— WHAT TO PRODUCE —
Wherever a line holds the word "count", copy that line from the data.

■ ■ ■ ■

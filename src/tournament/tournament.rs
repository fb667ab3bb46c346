use super::*;
use crate::Chips;
use crate::MAX_PLAYERS;
use crate::Position;
use crate::STARTING_STACK;
use crate::policy::AiType;
use crate::record::HandRecord;
use crate::record::TournamentRecord;
use crate::rng::Source;

/// Where the meta-game stands between and during hands.
#[derive(Debug, Clone, Copy, PartialEq, Eq)]
pub enum Phase {
    Active { level: Level, remaining: usize },
    HandInProgress,
    Complete,
}

/// Stacks, eliminations, blinds and the button for one tournament.
///
/// Hands are borrowed out as [`Table`]s with [`Tournament::begin`] and
/// handed back with [`Tournament::settle`]. Betting inside a hand is the
/// table's business.
#[derive(Debug, Clone)]
pub struct Tournament {
    number: u32,
    seed: u64,
    hands_per_level: u32,
    entrants: Vec<Entrant>,
    button: Position,
    hands: Vec<HandRecord>,
    phase: Phase,
}

impl Tournament {
    pub fn new(number: u32, seed: u64, tags: &[AiType], hands_per_level: u32) -> crate::Result<Self> {
        if !(2..=MAX_PLAYERS).contains(&tags.len()) {
            return Err(crate::Error::InvalidConfiguration(format!(
                "{} players, need 2 to {}",
                tags.len(),
                MAX_PLAYERS
            )));
        }
        if hands_per_level == 0 {
            return Err(crate::Error::InvalidConfiguration(
                "hands per level must be positive".to_string(),
            ));
        }
        Ok(Self {
            number,
            seed,
            hands_per_level,
            entrants: tags.iter().copied().map(Entrant::from).collect(),
            button: 0,
            hands: Vec::new(),
            phase: Phase::Active {
                level: Level::default(),
                remaining: tags.len(),
            },
        })
    }

    pub fn phase(&self) -> Phase {
        self.phase
    }
    pub fn is_complete(&self) -> bool {
        self.phase == Phase::Complete
    }
    pub fn entrants(&self) -> &[Entrant] {
        &self.entrants
    }
    pub fn hands(&self) -> &[HandRecord] {
        &self.hands
    }
    pub fn button(&self) -> Position {
        self.button
    }
    /// Level the next hand will be played at.
    pub fn level(&self) -> Level {
        Level::of(self.hands.len() as u32, self.hands_per_level)
    }
    pub fn remaining(&self) -> usize {
        self.entrants.iter().filter(|e| e.is_alive()).count()
    }
    fn stacks(&self) -> Vec<Chips> {
        self.entrants.iter().map(|e| e.stack()).collect()
    }

    /// Deals the next hand.
    pub fn begin(&mut self, rng: &mut Source) -> Table {
        debug_assert!(matches!(self.phase, Phase::Active { .. }));
        self.phase = Phase::HandInProgress;
        Table::deal(
            self.hands.len() as u32,
            self.level(),
            self.button,
            self.stacks(),
            rng,
        )
    }

    /// Applies a finished hand and returns the seats it eliminated, best
    /// finisher first.
    pub fn settle(&mut self, table: Table) -> Vec<Position> {
        debug_assert!(self.phase == Phase::HandInProgress);
        self.apply(table.into_record())
    }

    fn apply(&mut self, hand: HandRecord) -> Vec<Position> {
        debug_assert!(hand.index as usize == self.hands.len());
        for (entrant, delta) in self.entrants.iter_mut().zip(hand.deltas.iter()) {
            entrant.win(*delta);
        }
        debug_assert_eq!(
            self.stacks().iter().sum::<Chips>(),
            STARTING_STACK * self.entrants.len() as Chips
        );
        let mut busted = hand.busted();
        busted.sort_by(|a, b| hand.stacks[*b].cmp(&hand.stacks[*a]).then(a.cmp(b)));
        let remaining = self.remaining();
        for (i, seat) in busted.iter().enumerate() {
            let rank = (remaining + 1 + i) as u8;
            log::debug!(
                "[tournament {}] seat {} ({}) out on hand {} in place {}",
                self.number,
                seat,
                self.entrants[*seat].tag(),
                hand.index,
                rank
            );
            self.entrants[*seat].eliminate(hand.index, rank);
        }
        self.hands.push(hand);
        match remaining {
            1 => {
                if let Some(winner) = self.entrants.iter_mut().find(|e| e.is_alive()) {
                    winner.crown();
                }
                self.phase = Phase::Complete;
            }
            _ => {
                self.button = self.next(self.button);
                self.phase = Phase::Active {
                    level: self.level(),
                    remaining,
                };
            }
        }
        busted
    }

    /// First seat with chips after the given one.
    fn next(&self, seat: Position) -> Position {
        let n = self.entrants.len();
        (1..=n)
            .map(|i| (seat + i) % n)
            .find(|s| self.entrants[*s].is_alive())
            .unwrap_or(seat)
    }

    pub fn into_record(self) -> TournamentRecord {
        debug_assert!(self.is_complete());
        TournamentRecord {
            number: self.number,
            seed: self.seed,
            hands_per_level: self.hands_per_level,
            ai_types: self.entrants.iter().map(|e| e.tag()).collect(),
            finishing_order: self.entrants.iter().map(|e| e.rank().unwrap_or(0)).collect(),
            game_eliminated: self.entrants.iter().map(|e| e.eliminated()).collect(),
            hands: self.hands,
        }
    }
}

impl std::fmt::Display for Tournament {
    fn fmt(&self, f: &mut std::fmt::Formatter) -> std::fmt::Result {
        writeln!(
            f,
            "tournament {} seed {} hand {} {}",
            self.number,
            self.seed,
            self.hands.len(),
            self.level()
        )?;
        for (seat, entrant) in self.entrants.iter().enumerate() {
            writeln!(f, "  {:>2} {}", seat, entrant)?;
        }
        Ok(())
    }
}

#[cfg(test)]
mod tests {
    use super::*;
    use crate::cards::Board;

    /// A showdown-free hand that moves chips by the given deltas.
    fn hand(t: &Tournament, deltas: Vec<Chips>) -> HandRecord {
        let level = t.level();
        HandRecord {
            index: t.hands.len() as u32,
            level: level.index(),
            small: level.small(),
            big: level.big(),
            button: t.button,
            stacks: t.stacks(),
            dealt: vec![],
            board: Board::empty(),
            pots: vec![],
            actions: vec![],
            deltas,
        }
    }

    #[test]
    fn rejects_lonely_tables() {
        assert!(matches!(
            Tournament::new(0, 0, &[AiType::Random], 10),
            Err(crate::Error::InvalidConfiguration(_))
        ));
        assert!(matches!(
            Tournament::new(0, 0, &[AiType::Random; 11], 10),
            Err(crate::Error::InvalidConfiguration(_))
        ));
        assert!(matches!(
            Tournament::new(0, 0, &[AiType::Random; 2], 0),
            Err(crate::Error::InvalidConfiguration(_))
        ));
    }

    #[test]
    fn simultaneous_busts_rank_by_stack_then_seat() {
        let mut t = Tournament::new(0, 0, &[AiType::TAG; 5], 10).unwrap();
        t.apply(hand(&t, vec![2000, -1000, 0, 0, -1000]));
        assert_eq!(t.stacks(), vec![7000, 4000, 5000, 5000, 4000]);
        t.apply(hand(&t, vec![13000, -4000, -5000, 0, -4000]));
        assert_eq!(t.entrants[2].rank(), Some(3));
        assert_eq!(t.entrants[1].rank(), Some(4));
        assert_eq!(t.entrants[4].rank(), Some(5));
        assert_eq!(t.entrants[1].eliminated(), Some(1));
        assert_eq!(t.phase(), Phase::Active { level: Level::from(0), remaining: 2 });
        t.apply(hand(&t, vec![5000, 0, 0, -5000, 0]));
        assert!(t.is_complete());
        let record = t.into_record();
        assert_eq!(record.finishing_order, vec![1, 4, 3, 2, 5]);
        assert_eq!(record.game_eliminated, vec![None, Some(1), Some(1), Some(2), Some(1)]);
        assert!(record.summary().validate().is_ok());
    }

    #[test]
    fn button_skips_busted_seats() {
        let mut t = Tournament::new(0, 0, &[AiType::TAG; 4], 10).unwrap();
        t.apply(hand(&t, vec![5000, -5000, 0, 0]));
        assert_eq!(t.button(), 2);
        t.apply(hand(&t, vec![0, 0, 0, 0]));
        assert_eq!(t.button(), 3);
        t.apply(hand(&t, vec![0, 0, 0, 0]));
        assert_eq!(t.button(), 0);
    }

    #[test]
    fn blinds_rise_every_level() {
        let mut t = Tournament::new(0, 0, &[AiType::TAG; 3], 2).unwrap();
        for _ in 0..5 {
            t.apply(hand(&t, vec![0, 0, 0]));
        }
        let levels = t.hands().iter().map(|h| h.level).collect::<Vec<_>>();
        assert_eq!(levels, vec![0, 0, 1, 1, 2]);
        assert_eq!(t.level(), Level::from(2));
        assert_eq!(t.hands()[2].big, 100);
    }
}
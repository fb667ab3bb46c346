//! Fixed-width observation encoding for learned policies.
//!
//! | offset | width | contents                                             |
//! |--------|-------|------------------------------------------------------|
//! | 0      | 5     | legal mask over [`CHOICES`]                          |
//! | 5      | 35    | 2 hole + 5 board cards, each `rank/14` + suit one-hot |
//! | 40     | 4     | to-call, stack, pot, spent over total chips          |
//! | 44     | 10    | one-hot seat offset from the button                  |
//! | 54     | 1     | ranking category / 8                                 |
//! | 55     | 2     | active and remaining seats over entrants             |
//!
//! The head is 5 choice logits followed by a raise fraction in `[0, 1]`
//! of the way from the min-raise to all-in.
use crate::Error;
use crate::MAX_PLAYERS;
use crate::Probability;
use crate::cards::*;
use crate::gameplay::*;
use crate::rng::Source;

pub const N_INPUTS: usize = 57;
pub const N_OUTPUTS: usize = 6;
/// Action kinds in head order.
pub const CHOICES: [&str; 5] = ["Fold", "Check", "Call", "Raise", "Shove"];

pub fn encode(spot: &Spot) -> Vec<f32> {
    let mut x = Vec::with_capacity(N_INPUTS);
    x.extend(CHOICES.iter().map(|c| spot.may(c) as u8 as f32));
    let (hi, lo) = spot.hole().cards();
    let cards = [Some(hi), Some(lo)]
        .into_iter()
        .chain((0..5).map(|i| spot.board().cards().get(i).copied()));
    for card in cards {
        match card {
            Some(card) => {
                x.push(card.rank().pips() as f32 / 14.);
                x.extend(Suit::all().iter().map(|s| (card.suit() == *s) as u8 as f32));
            }
            None => x.extend([0.; 5]),
        }
    }
    let chips = spot.chips().max(1) as f32;
    x.push(spot.to_call() as f32 / chips);
    x.push(spot.stack() as f32 / chips);
    x.push(spot.pot() as f32 / chips);
    x.push(spot.spent() as f32 / chips);
    x.extend((0..MAX_PLAYERS).map(|i| (spot.offset() == i) as u8 as f32));
    x.push(spot.strength().ranking().category() as f32 / 8.);
    let entrants = spot.entrants().max(1) as f32;
    x.push(spot.active() as f32 / entrants);
    x.push(spot.seats() as f32 / entrants);
    debug_assert_eq!(x.len(), N_INPUTS);
    x
}

/// Samples an action from the network head, masked to legal choices.
pub fn decode(spot: &Spot, head: &[f32], rng: &mut Source) -> crate::Result<Action> {
    if head.len() != N_OUTPUTS {
        return Err(Error::InferenceFailure(format!(
            "expected {} outputs, got {}",
            N_OUTPUTS,
            head.len()
        )));
    }
    if head.iter().any(|y| !y.is_finite()) {
        return Err(Error::InferenceFailure("non-finite output".to_string()));
    }
    let logits = &head[..CHOICES.len()];
    let max = CHOICES
        .iter()
        .zip(logits)
        .filter(|(c, _)| spot.may(c))
        .map(|(_, y)| *y)
        .fold(f32::NEG_INFINITY, f32::max);
    let weights = CHOICES
        .iter()
        .zip(logits)
        .map(|(c, y)| match spot.may(c) {
            true => (y - max).exp() as Probability,
            false => 0.,
        })
        .collect::<Vec<Probability>>();
    let choice = CHOICES[rng.weighted(&weights)];
    match spot.find(choice) {
        Some(Action::Raise(_)) => {
            let fraction = head[CHOICES.len()].clamp(0., 1.);
            let room = (spot.stack() - 1 - spot.to_raise()) as f32;
            Ok(Action::Raise(spot.to_raise() + (fraction * room) as crate::Chips))
        }
        Some(action) => Ok(action),
        None => Ok(spot.passive()),
    }
}

/// Supervised target for a taken action: choice one-hot and raise fraction.
pub fn target(spot: &Spot, action: &Action) -> [f32; N_OUTPUTS] {
    let mut y = [0.; N_OUTPUTS];
    if let Some(i) = CHOICES.iter().position(|c| *c == action.label()) {
        y[i] = 1.;
    }
    if let Action::Raise(amount) = action {
        let room = (spot.stack() - 1 - spot.to_raise()).max(1) as f32;
        y[CHOICES.len()] = ((amount - spot.to_raise()) as f32 / room).clamp(0., 1.);
    }
    y
}

#[cfg(test)]
mod tests {
    use super::*;

    fn spot() -> Spot {
        let mut game = Game::new(
            vec![
                (Hole::try_from("As Ks").unwrap(), 1000),
                (Hole::try_from("7c 2d").unwrap(), 1000),
                (Hole::try_from("Qh Qd").unwrap(), 1000),
            ],
            0,
            25,
            50,
        );
        while game.must_post() {
            game.act(game.posts());
        }
        game.spot().within(4, 4000)
    }

    #[test]
    fn encoding_has_fixed_width() {
        let x = encode(&spot());
        assert_eq!(x.len(), N_INPUTS);
        assert_eq!(&x[..5], &[1., 0., 1., 1., 1.]);
        assert_eq!(x[5], 14. / 14.);
        assert_eq!(x[44], 1.);
        assert_eq!(x[55], 3. / 4.);
    }

    #[test]
    fn decode_respects_mask() {
        let spot = spot();
        let ref mut rng = Source::from(5);
        let head = [0., 100., 0., 0., 0., 0.5];
        for _ in 0..50 {
            let action = decode(&spot, &head, rng).unwrap();
            assert!(spot.legal().contains(&action) || action.is_aggro());
            assert_ne!(action, Action::Check);
        }
    }

    #[test]
    fn decode_rejects_bad_shape() {
        let ref mut rng = Source::from(5);
        assert!(matches!(
            decode(&spot(), &[0.; 3], rng),
            Err(Error::InferenceFailure(_))
        ));
        assert!(matches!(
            decode(&spot(), &[f32::NAN; 6], rng),
            Err(Error::InferenceFailure(_))
        ));
    }

    #[test]
    fn target_one_hot() {
        let spot = spot();
        assert_eq!(target(&spot, &Action::Fold), [1., 0., 0., 0., 0., 0.]);
        let y = target(&spot, &Action::Raise(spot.to_raise()));
        assert_eq!(y[3], 1.);
        assert_eq!(y[5], 0.);
    }
}
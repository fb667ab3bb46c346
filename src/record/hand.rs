use crate::Chips;
use crate::Position;
use crate::cards::*;
use crate::gameplay::*;

/// Everything that happened in one hand, indexed by tournament seat.
///
/// Per-seat vectors (`stacks`, `deltas`) always span every entrant, with
/// zeros for seats already eliminated. `dealt` and `actions` name seats
/// explicitly and list only those dealt in, in hand order.
#[derive(Debug, Clone, PartialEq, Eq)]
pub struct HandRecord {
    /// Zero-based hand number within the tournament.
    pub index: u32,
    pub level: u32,
    pub small: Chips,
    pub big: Chips,
    /// Seat holding the dealer button.
    pub button: Position,
    /// Stacks before blinds.
    pub stacks: Vec<Chips>,
    pub dealt: Vec<(Position, Hole)>,
    pub board: Board,
    /// Main pot first.
    pub pots: Vec<Chips>,
    /// Blinds and decisions in the order they were made.
    pub actions: Vec<(Position, Action)>,
    /// Net chips won per seat.
    pub deltas: Vec<Chips>,
}

impl HandRecord {
    /// Stacks once the hand is settled.
    pub fn after(&self) -> Vec<Chips> {
        self.stacks
            .iter()
            .zip(self.deltas.iter())
            .map(|(s, d)| s + d)
            .collect()
    }
    /// Seats that started the hand with chips and finished without.
    pub fn busted(&self) -> Vec<Position> {
        self.stacks
            .iter()
            .zip(self.after())
            .enumerate()
            .filter(|(_, (before, after))| **before > 0 && *after == 0)
            .map(|(seat, _)| seat)
            .collect()
    }
    pub fn hole(&self, seat: Position) -> Option<Hole> {
        self.dealt
            .iter()
            .find(|(s, _)| *s == seat)
            .map(|(_, hole)| *hole)
    }
}

impl std::fmt::Display for HandRecord {
    fn fmt(&self, f: &mut std::fmt::Formatter) -> std::fmt::Result {
        writeln!(
            f,
            "hand {:>4}  level {:>2}  blinds {}/{}  button {}",
            self.index, self.level, self.small, self.big, self.button
        )?;
        for (seat, hole) in self.dealt.iter() {
            writeln!(
                f,
                "  seat {:>2}  {}  stack {:>6}  net {:>+6}",
                seat, hole, self.stacks[*seat], self.deltas[*seat]
            )?;
        }
        for (seat, action) in self.actions.iter() {
            writeln!(f, "  seat {:>2}  {}", seat, action)?;
        }
        writeln!(f, "  board {}", self.board)?;
        write!(
            f,
            "  pots  {}",
            self.pots
                .iter()
                .map(|p| p.to_string())
                .collect::<Vec<_>>()
                .join(" ")
        )
    }
}
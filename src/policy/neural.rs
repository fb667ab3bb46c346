use super::*;
use crate::gameplay::*;
use crate::rng::Source;
use std::sync::Arc;

/// Learned policy: encode the spot, ask the model, sample its masked head.
#[derive(Debug, Clone)]
pub struct Neural {
    inference: Arc<dyn Inference>,
}

impl Neural {
    pub fn new(inference: Arc<dyn Inference>) -> Self {
        Self { inference }
    }
}

impl Policy for Neural {
    fn decide(&self, spot: &Spot, rng: &mut Source) -> crate::Result<Action> {
        let head = self.inference.infer(&features::encode(spot))?;
        features::decode(spot, &head, rng)
    }
}

#[cfg(test)]
mod tests {
    use super::*;
    use crate::Error;
    use crate::cards::*;

    #[derive(Debug)]
    struct Broken;
    impl Inference for Broken {
        fn infer(&self, _: &[f32]) -> crate::Result<Vec<f32>> {
            Err(Error::InferenceFailure("offline".to_string()))
        }
    }

    fn spot() -> Spot {
        let mut game = Game::new(
            vec![
                (Hole::try_from("As Ks").unwrap(), 1000),
                (Hole::try_from("7c 2d").unwrap(), 1000),
            ],
            0,
            25,
            50,
        );
        while game.must_post() {
            game.act(game.posts());
        }
        game.spot()
    }

    #[test]
    fn zeroed_model_plays_legal() {
        let neural = Neural::new(Arc::new(Mlp::zeroed()));
        let ref mut rng = Source::from(1);
        let spot = spot();
        for _ in 0..50 {
            let action = neural.decide(&spot, rng).unwrap();
            assert!(spot.legal().iter().any(|a| a.label() == action.label()));
        }
    }

    #[test]
    fn failures_propagate() {
        let neural = Neural::new(Arc::new(Broken));
        let ref mut rng = Source::from(1);
        assert!(matches!(
            neural.decide(&spot(), rng),
            Err(Error::InferenceFailure(_))
        ));
    }
}
use rand::Rng;
use rand::distr::Distribution;
use rand::distr::weighted::WeightedIndex;
use rand::SeedableRng;
use rand::rngs::StdRng;
use rand::seq::SliceRandom;

/// Per-tournament deterministic random stream.
///
/// One `Source` is built from each tournament's seed and threaded by `&mut`
/// through dealing and every stochastic policy decision. It is never shared
/// between tournaments, so a tournament replays bit-identically from its
/// seed no matter how the batch is scheduled.
///
/// Backed by [`StdRng`] (ChaCha12), whose output does not depend on the
/// platform's word size.
#[derive(Debug, Clone)]
pub struct Source {
    seed: u64,
    rng: StdRng,
}

impl From<u64> for Source {
    fn from(seed: u64) -> Self {
        Self {
            seed,
            rng: StdRng::seed_from_u64(seed),
        }
    }
}

impl Source {
    pub fn seed(&self) -> u64 {
        self.seed
    }
    /// Fisher-Yates in place.
    pub fn shuffle<T>(&mut self, items: &mut [T]) {
        items.shuffle(&mut self.rng);
    }
    /// Uniform draw from a half-open range. Empty ranges yield `range.start`.
    pub fn uniform<T>(&mut self, range: std::ops::Range<T>) -> T
    where
        T: rand::distr::uniform::SampleUniform + PartialOrd + Copy,
    {
        if range.start < range.end {
            self.rng.random_range(range)
        } else {
            range.start
        }
    }
    /// Bernoulli trial.
    pub fn chance(&mut self, p: crate::Probability) -> bool {
        self.rng.random_bool(p.clamp(0., 1.) as f64)
    }
    /// Index sampled proportionally to non-negative weights, or 0 when no
    /// weight is positive.
    pub fn weighted(&mut self, weights: &[crate::Probability]) -> usize {
        WeightedIndex::new(weights)
            .map(|distribution| distribution.sample(&mut self.rng))
            .unwrap_or(0)
    }
}

#[cfg(test)]
mod tests {
    use super::*;

    #[test]
    fn same_seed_same_stream() {
        let mut a = Source::from(99);
        let mut b = Source::from(99);
        let xs = (0..32).map(|_| a.uniform(0..1000u32)).collect::<Vec<_>>();
        let ys = (0..32).map(|_| b.uniform(0..1000u32)).collect::<Vec<_>>();
        assert_eq!(xs, ys);
    }

    #[test]
    fn different_seeds_diverge() {
        let mut a = Source::from(1);
        let mut b = Source::from(2);
        let xs = (0..32).map(|_| a.uniform(0..1000u32)).collect::<Vec<_>>();
        let ys = (0..32).map(|_| b.uniform(0..1000u32)).collect::<Vec<_>>();
        assert_ne!(xs, ys);
    }

    #[test]
    fn empty_range_is_start() {
        let mut source = Source::from(0);
        assert_eq!(source.uniform(5..5), 5);
    }

    #[test]
    fn weighted_skips_zeros() {
        let mut source = Source::from(3);
        for _ in 0..100 {
            let i = source.weighted(&[0., 1., 0., 2.]);
            assert!(i == 1 || i == 3);
        }
        assert_eq!(source.weighted(&[0., 0.]), 0);
        assert_eq!(source.weighted(&[]), 0);
    }

    #[test]
    fn chance_respects_certainties() {
        let mut source = Source::from(5);
        assert!((0..100).all(|_| source.chance(1.)));
        assert!((0..100).all(|_| !source.chance(0.)));
        let hits = (0..1000).filter(|_| source.chance(0.25)).count();
        assert!(hits > 150 && hits < 350);
    }
}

■ ■ ■ ■

— SOLUTION TO THIS PROBLEM —
        self.entrants.iter().filter(|e| e.is_alive()).count()
        let hits = (0..1000).filter(|_| source.chance(0.25)).count();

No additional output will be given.